Exercise directions: Your task is to copy all of the entries exactly as they are given.

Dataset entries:
........

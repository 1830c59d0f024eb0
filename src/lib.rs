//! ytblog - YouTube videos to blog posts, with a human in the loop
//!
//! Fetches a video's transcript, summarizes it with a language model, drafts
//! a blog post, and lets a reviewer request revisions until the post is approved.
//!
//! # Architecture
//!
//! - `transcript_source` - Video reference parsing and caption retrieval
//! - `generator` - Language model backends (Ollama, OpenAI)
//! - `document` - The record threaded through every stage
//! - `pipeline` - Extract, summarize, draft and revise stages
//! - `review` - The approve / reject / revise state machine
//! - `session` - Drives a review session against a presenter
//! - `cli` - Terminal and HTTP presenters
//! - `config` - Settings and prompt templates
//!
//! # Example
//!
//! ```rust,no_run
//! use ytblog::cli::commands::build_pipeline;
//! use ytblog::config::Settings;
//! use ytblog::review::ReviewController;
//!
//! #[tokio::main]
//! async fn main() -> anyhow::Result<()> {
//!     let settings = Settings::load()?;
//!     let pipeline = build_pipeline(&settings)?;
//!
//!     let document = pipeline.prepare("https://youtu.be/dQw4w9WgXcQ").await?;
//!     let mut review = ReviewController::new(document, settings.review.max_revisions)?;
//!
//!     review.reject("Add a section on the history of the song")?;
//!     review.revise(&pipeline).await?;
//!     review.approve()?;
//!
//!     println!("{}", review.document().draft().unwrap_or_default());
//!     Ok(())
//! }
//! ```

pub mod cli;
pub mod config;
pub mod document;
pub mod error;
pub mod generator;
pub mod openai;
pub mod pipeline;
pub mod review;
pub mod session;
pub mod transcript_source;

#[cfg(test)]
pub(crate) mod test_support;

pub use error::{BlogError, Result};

........

Worked solution:
repository 1830c59d0f024eb0
filename src/lib.rs
//! ytblog - YouTube videos to blog posts, with a human in the loop
//!
//! Fetches a video's transcript, summarizes it with a language model, drafts
//! a blog post, and lets a reviewer request revisions until the post is approved.
//!
//! # Architecture
//!
//! - `transcript_source` - Video reference parsing and caption retrieval
//! - `generator` - Language model backends (Ollama, OpenAI)
//! - `document` - The record threaded through every stage
//! - `pipeline` - Extract, summarize, draft and revise stages
//! - `review` - The approve / reject / revise state machine
//! - `session` - Drives a review session against a presenter
//! - `cli` - Terminal and HTTP presenters
//! - `config` - Settings and prompt templates
//!
//! # Example
//!
//! ```rust,no_run
//! use ytblog::cli::commands::build_pipeline;
//! use ytblog::config::Settings;
//! use ytblog::review::ReviewController;
//!
//! #[tokio::main]
//! async fn main() -> anyhow::Result<()> {
//!     let settings = Settings::load()?;
//!     let pipeline = build_pipeline(&settings)?;
//!
//!     let document = pipeline.prepare("https://youtu.be/dQw4w9WgXcQ").await?;
//!     let mut review = ReviewController::new(document, settings.review.max_revisions)?;
//!
//!     review.reject("Add a section on the history of the song")?;
//!     review.revise(&pipeline).await?;
//!     review.approve()?;
//!
//!     println!("{}", review.document().draft().unwrap_or_default());
//!     Ok(())
//! }
//! ```

pub mod cli;
pub mod config;
pub mod document;
pub mod error;
pub mod generator;
pub mod openai;
pub mod pipeline;
pub mod review;
pub mod session;
pub mod transcript_source;

#[cfg(test)]
pub(crate) mod test_support;

pub use error::{BlogError, Result};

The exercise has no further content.